Do you know a good editing software for Windows which is not too expensive and can good work and is compatible with the .mov-files, so that I can get a better result than now?
Which editing-codec should I choose (Motion JPEG and .avi like from the Canon ZoomBrowser EX where I can export the .mov files to this)?

A question regarding moiré. Do you know if there is a trick or filter or something I can do in post that the metallic brown (bronze) "moiré-color" can be removed (on water or stairs)?

Hi Julia

I'm on a mac. H264 (the cameras recording format) plays nice with Quicktime, handily, Quicktime is also the backbone suite of codecs for any editing app.

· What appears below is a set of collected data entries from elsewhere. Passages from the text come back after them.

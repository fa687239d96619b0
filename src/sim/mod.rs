//! Deterministic ball prediction
//!
//! Pure and deterministic:
//! - Fixed timestep only
//! - No randomness
//! - Stable surface resolution order
//! - Paths are rebuilt every tick, never cached

pub mod arena;
pub mod collision;
pub mod path;
pub mod predict;
pub mod state;

pub use arena::{Arena, ArenaDimensions, Goal, Plane, Surface, SurfaceKind};
pub use collision::{CollisionResult, ball_surface_collision, bounce_velocity, resolve_contacts};
pub use path::{BallPath, BounceThresholds};
pub use predict::simulate_ball;
pub use state::{
    BallInput, CarInput, CarOrientation, CarState, Rotator, SpaceTime, SpaceTimeVelocity, Team,
    WorldSnapshot,
};
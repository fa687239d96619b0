use std::f32::consts::PI;

use glam::Vec3;

use crate::intercept::find_intercept;
use crate::output::ControlOutput;
use crate::planning::context::TickContext;
use crate::planning::plan::{Plan, Posture};
use crate::{correction_angle, flat_distance};

use super::{ChaseStep, InterceptStep};

/// Approaches steeper than this against the ball's travel go goal-side first
const POOR_APPROACH_ANGLE: f32 = PI / 5.0;
/// Offset toward our own goal for goal-side intercepts
const GOAL_SIDE_OFFSET: f32 = 1.5;
/// Sideways lean toward the covered post
const POST_BIAS: f32 = 1.0;
/// Stop flipping this far short of the threat
const FLIP_MARGIN: f32 = 15.0;

/// Keeps the ball out of our goal while a goal is predicted
#[derive(Debug, Clone, Default)]
pub struct SaveStep {
    plan: Option<Plan>,
    which_post: Option<f32>,
}

impl SaveStep {
    pub fn new() -> Self {
        Self::default()
    }

    /// +1 or -1 for the post on the positive or negative x side, once chosen
    pub fn which_post(&self) -> Option<f32> {
        self.which_post
    }

    pub fn can_interrupt(&self) -> bool {
        self.plan.as_ref().is_none_or(Plan::can_interrupt)
    }

    pub fn situation(&self) -> String {
        Plan::concat_situation("Making a save", self.sub_plan())
    }

    pub fn sub_plan(&self) -> Option<&Plan> {
        self.plan.as_ref()
    }

    pub(super) fn poll(&mut self, ctx: &TickContext) -> Option<ControlOutput> {
        let car = &ctx.car;
        let goal = ctx.arena.own_goal(ctx.team);
        let threat = goal.predict_goal_event(ctx.path, ctx.arena.ball_radius)?;

        if let Some(plan) = self.plan.as_mut().filter(|p| !p.is_complete()) {
            if let Some(output) = plan.next_output(ctx) {
                return Some(output);
            }
        }

        let ball_flat_velocity = ctx.ball.velocity.truncate();
        let post = *self.which_post.get_or_insert_with(|| {
            let car_to_threat = (threat.space - car.position).truncate();
            let approach = correction_angle(car_to_threat, ball_flat_velocity).unwrap_or(0.0);
            // Negative approach: the car is to the right of the ball's line
            let post = (-approach * threat.space.y).signum();
            log::debug!("Save covering post {post}");
            post
        });

        let distance = flat_distance(car.position, threat.space);
        let plot = ctx.reach_plot(car.boost, distance - FLIP_MARGIN);
        let intercept = find_intercept(car, ctx.path, &plot)
            .map(|i| i.to_space_time())
            .unwrap_or_else(|| threat.to_space_time());

        let car_to_intercept = (intercept.space - car.position).truncate();
        let approach = correction_angle(car_to_intercept, ball_flat_velocity).unwrap_or(0.0);
        let plan = if approach.abs() > POOR_APPROACH_ANGLE {
            let modifier = Vec3::new(post * POST_BIAS, goal.center.y.signum() * GOAL_SIDE_OFFSET, 0.0);
            Plan::new(Posture::Save).with_step(InterceptStep::new(modifier))
        } else {
            Plan::new(Posture::Save).with_step(ChaseStep::new())
        };

        self.plan.insert(plan).next_output(ctx)
    }
}
impl Bot {
    pub fn new(team: Team, settings: Settings) -> Self {
        Self {
            team,
            arena: Arc::new(settings.arena()),
            settings: Arc::new(settings),
            current_plan: None,
            previous_situation: None,
            telemetry: Box::new(LogTelemetry),
        }
    }

    pub fn with_telemetry(mut self, sink: Box<dyn TelemetrySink + Send>) -> Self {
        self.telemetry = sink;
        self
    }

    pub fn team(&self) -> Team {
        self.team
    }

    pub fn settings(&self) -> &Settings {
        &self.settings
    }

    pub fn current_plan(&self) -> Option<&Plan> {
        self.current_plan.as_ref()
    }

    pub fn posture(&self) -> Posture {
        self.current_plan
            .as_ref()
            .map(Plan::posture)
            .unwrap_or_default()
    }

    pub fn situation(&self) -> String {
        self.current_plan
            .as_ref()
            .map(Plan::situation)
            .unwrap_or_default()
    }

    /// Drop the active plan, e.g. after a panic left it in an unknown state
    pub fn reset(&mut self) {
        self.current_plan = None;
        self.previous_situation = None;
    }

    fn plan_is_idle(&self) -> bool {
        self.current_plan.as_ref().is_none_or(Plan::is_complete)
    }

    /// A candidate may replace the active plan only if the active one is strictly less
    /// urgent and currently interruptible. No plan, or a finished one, always yields.
    pub fn can_interrupt_plan_for(&self, posture: Posture) -> bool {
        match &self.current_plan {
            None => true,
            Some(plan) if plan.is_complete() => true,
            Some(plan) => plan.posture().less_urgent_than(posture) && plan.can_interrupt(),
        }
    }

    /// Install `candidate` if the interruption rule allows it
    pub fn try_replace_plan(&mut self, mut candidate: Plan) -> bool {
        if !self.can_interrupt_plan_for(candidate.posture()) {
            return false;
        }
        log::debug!(
            "[{}] Switching to {} plan",
            self.team.as_str(),
            candidate.posture().as_str()
        );
        candidate.begin();
        self.current_plan = Some(candidate);
        true
    }

    /// Run one decision tick
    pub fn process_snapshot(&mut self, snapshot: &WorldSnapshot) -> Result<ControlOutput, SnapshotError> {
        snapshot.validate()?;
        let arena = Arc::clone(&self.arena);
        let settings = Arc::clone(&self.settings);
        let team = self.team;

        let path = simulate_ball(&arena, snapshot.ball_state(), settings.horizon, settings.step());
        self.report(|sink| sink.path(team, &path));
        if let Some(bounce) = path.motion_after_wall_bounce(1, &settings.bounce) {
            log::trace!("[{}] Next wall bounce at t={:.2}", team.as_str(), bounce.time);
        }

        let ctx = TickContext::new(snapshot, &path, &arena, &settings)?;
        if ctx.team != team {
            log::debug!(
                "[{}] Driving a {} car",
                team.as_str(),
                ctx.team.as_str()
            );
        }

        let output = self.decide(&ctx);
        self.note_situation();
        Ok(output)
    }

    fn decide(&mut self, ctx: &TickContext) -> ControlOutput {
        let car = &ctx.car;
        let team = self.team;

        let plot = ctx.reach_plot(boost_budget(car).max(0.0), 0.0);
        let intercept = find_filtered_intercept(car, ctx.path, &plot, Vec3::ZERO, is_vertically_accessible);
        if let Some(intercept) = &intercept {
            self.report(|sink| sink.intercept(team, intercept));
        }

        // Most urgent candidates first so a less urgent one cannot claim the slot
        let own_goal = ctx.arena.own_goal(ctx.team);
        let threat = measure_threat(car, &ctx.ball, &own_goal, ctx.nearest_enemy());
        if threat > DEFENSIVE_THREAT {
            let goal_side = (own_goal.center - ctx.ball.space).truncate().normalize_or_zero() * GOAL_SIDE_DISTANCE;
            self.try_replace_plan(
                Plan::new(Posture::Defensive).with_step(InterceptStep::new(goal_side.extend(0.0))),
            );
        }

        if own_goal.predict_goal_event(ctx.path, ctx.arena.ball_radius).is_some() {
            self.try_replace_plan(Plan::new(Posture::Save).with_step(SaveStep::new()));
        }

        if let Some(intercept) = intercept.filter(|i| ready_for_aerial(car, i, ctx.time)) {
            log::debug!(
                "[{}] Launching aerial at height {:.1}",
                team.as_str(),
                intercept.space.z
            );
            self.try_replace_plan(aerial_plan());
        }

        if self.plan_is_idle() {
            self.try_replace_plan(idle_plan(car));
        }

        if let Some(output) = self.poll_current_plan(ctx) {
            return output;
        }

        // Plan ran out this tick; fall back to the idle behavior right away
        self.try_replace_plan(idle_plan(car));
        self.poll_current_plan(ctx).unwrap_or_default()
    }

    fn poll_current_plan(&mut self, ctx: &TickContext) -> Option<ControlOutput> {
        self.current_plan.as_mut().and_then(|plan| plan.next_output(ctx))
    }

    fn note_situation(&mut self) {
        let situation = self.situation();
        if self.previous_situation.as_deref() == Some(situation.as_str()) {
            return;
        }
        if self.settings.log_situations {
            let team = self.team;
            self.report(|sink| sink.situation(team, &situation));
        }
        self.previous_situation = Some(situation);
    }

    fn report(&mut self, send: impl FnOnce(&mut (dyn TelemetrySink + Send)) -> Result<(), TelemetryError>) {
        if let Err(e) = send(self.telemetry.as_mut()) {
            log::debug!("[{}] Telemetry dropped: {}", self.team.as_str(), e);
        }
    }
}
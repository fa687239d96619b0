//! Predicted ball path and the queries planners run against it
//!
//! A path is built fresh every tick by the simulator and never mutated afterwards.

use glam::Vec3;
use serde::{Deserialize, Serialize};

use super::state::SpaceTimeVelocity;

/// Thresholds for classifying a step-to-step velocity change as a wall bounce.
///
/// Empirically tuned for the standard arena; other geometries may need other values.
#[derive(Debug, Clone, Copy, PartialEq, Serialize, Deserialize)]
#[serde(default)]
pub struct BounceThresholds {
    /// Bounce if horizontal speed drops below this fraction of the previous speed
    pub speed_ratio: f32,
    /// Bounce if the cosine between horizontal directions falls below this
    pub min_cosine: f32,
}

impl Default for BounceThresholds {
    fn default() -> Self {
        Self {
            speed_ratio: 0.5,
            min_cosine: 0.95,
        }
    }
}

impl BounceThresholds {
    pub fn is_wall_bounce(&self, previous: Vec3, current: Vec3) -> bool {
        if current.length_squared() < 0.01 {
            return false;
        }
        let prev = previous.truncate();
        let curr = current.truncate();
        let prev_speed = prev.length();
        if prev_speed < 1e-6 {
            return false;
        }
        if curr.length() / prev_speed < self.speed_ratio {
            return true;
        }
        prev.normalize_or_zero().dot(curr.normalize_or_zero()) < self.min_cosine
    }
}

fn is_floor_bounce(previous: Vec3, current: Vec3) -> bool {
    previous.z < 0.0 && current.z > 0.0
}

/// Ordered, time-stamped ball samples starting at the observed state
#[derive(Debug, Clone, PartialEq, Serialize, Deserialize)]
pub struct BallPath {
    samples: Vec<SpaceTimeVelocity>,
    /// Ball radius the path was simulated with (landing snap height)
    ball_radius: f32,
}

impl BallPath {
    pub fn new(start: SpaceTimeVelocity, ball_radius: f32) -> Self {
        Self {
            samples: vec![start],
            ball_radius,
        }
    }

    /// Build a path from existing samples.
    ///
    /// Returns `None` if `samples` is empty or times are not strictly increasing.
    pub fn from_samples(samples: Vec<SpaceTimeVelocity>, ball_radius: f32) -> Option<Self> {
        if samples.is_empty() || samples.windows(2).any(|w| w[1].time <= w[0].time) {
            return None;
        }
        Some(Self {
            samples,
            ball_radius,
        })
    }

    /// Append during simulation only
    pub(crate) fn add_slice(&mut self, slice: SpaceTimeVelocity) {
        debug_assert!(slice.time > self.end().time);
        self.samples.push(slice);
    }

    pub fn samples(&self) -> &[SpaceTimeVelocity] {
        &self.samples
    }

    pub fn len(&self) -> usize {
        self.samples.len()
    }

    /// Always false: a path holds at least its start sample
    pub fn is_empty(&self) -> bool {
        self.samples.is_empty()
    }

    pub fn ball_radius(&self) -> f32 {
        self.ball_radius
    }

    pub fn start(&self) -> SpaceTimeVelocity {
        self.samples[0]
    }

    pub fn end(&self) -> SpaceTimeVelocity {
        self.samples[self.samples.len() - 1]
    }

    /// Time between the first two samples; 0 for a single-sample path
    pub fn step_duration(&self) -> f32 {
        match self.samples.as_slice() {
            [first, second, ..] => second.time - first.time,
            _ => 0.0,
        }
    }

    /// Interpolated motion at `time`, or `None` outside the path's time span
    pub fn motion_at(&self, time: f32) -> Option<SpaceTimeVelocity> {
        if time < self.start().time || time > self.end().time {
            return None;
        }

        for pair in self.samples.windows(2) {
            let (current, next) = (pair[0], pair[1]);
            if next.time > time {
                let span = next.time - current.time;
                let tween = (time - current.time) / span;
                let space = current.space + (next.space - current.space) * tween;
                let velocity = current.velocity * (1.0 - tween) + next.velocity * tween;
                return Some(SpaceTimeVelocity::new(space, time, velocity));
            }
        }

        Some(self.end())
    }

    /// Sample right after the `target_bounce`-th wall bounce (counting from 1).
    ///
    /// `None` for 0, when there are fewer bounces, or when the bounce is the final sample.
    pub fn motion_after_wall_bounce(
        &self,
        target_bounce: usize,
        thresholds: &BounceThresholds,
    ) -> Option<SpaceTimeVelocity> {
        if target_bounce == 0 {
            return None;
        }

        let mut bounces = 0;
        for i in 1..self.samples.len() {
            let previous = &self.samples[i - 1];
            let current = &self.samples[i];
            if !thresholds.is_wall_bounce(previous.velocity, current.velocity) {
                continue;
            }
            bounces += 1;
            if bounces == target_bounce {
                if i == self.samples.len() - 1 {
                    return None;
                }
                return Some(*current);
            }
        }

        None
    }

    /// First floor landing at or after `start_of_search`, snapped to resting height.
    ///
    /// Picks whichever bracketing sample sits closer to one radius above the floor and
    /// carries the post-bounce velocity. `None` when the bounce is the final sample.
    pub fn first_landing_after(&self, start_of_search: f32) -> Option<SpaceTimeVelocity> {
        let radius = self.ball_radius;
        for i in 1..self.samples.len() {
            let current = &self.samples[i];
            if current.time < start_of_search {
                continue;
            }
            let previous = &self.samples[i - 1];
            if !is_floor_bounce(previous.velocity, current.velocity) {
                continue;
            }
            if i == self.samples.len() - 1 {
                return None;
            }

            let previous_gap = (previous.space.z - radius).abs();
            let current_gap = (current.space.z - radius).abs();
            let nearest = if previous_gap < current_gap {
                previous
            } else {
                current
            };
            return Some(SpaceTimeVelocity::new(
                Vec3::new(nearest.space.x, nearest.space.y, radius),
                nearest.time,
                current.velocity,
            ));
        }

        None
    }
}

I can only recommend installing Quicktime 7 and paying the extra $20 for the pro license to get better export options, such as still image from video.

There may well be a better way of doing it on a PC, I just wouldn't know it having not looked at a PC since XP...

Similarly, there are few cross platform editing suites. I last used Pinnacle version 10, which was a gift for DVD authoring, I found it creatively limiting for editing.

I do use Premiere, and have an old version of Elements on my Mac (v9) which came bundled with Photoshop Elements. It's an ok interface, you have the choice between automation and manual control. It will also use Quicktime Player if the right bits are installed in the background. The current version may well be 64bit (I would recommend this for the reduction in rendering speed -32 bit can only use 2.5gb of RAM- assuming your OS and PC are also running 64bit)

A lot of 'moire' is actually caused at the editing end, make sure everything is set the same as your camera, that is frame rate and progressive scan. Some apps open footage on an interlaced timeline unless you specify otherwise. This causes combing which can look like moire.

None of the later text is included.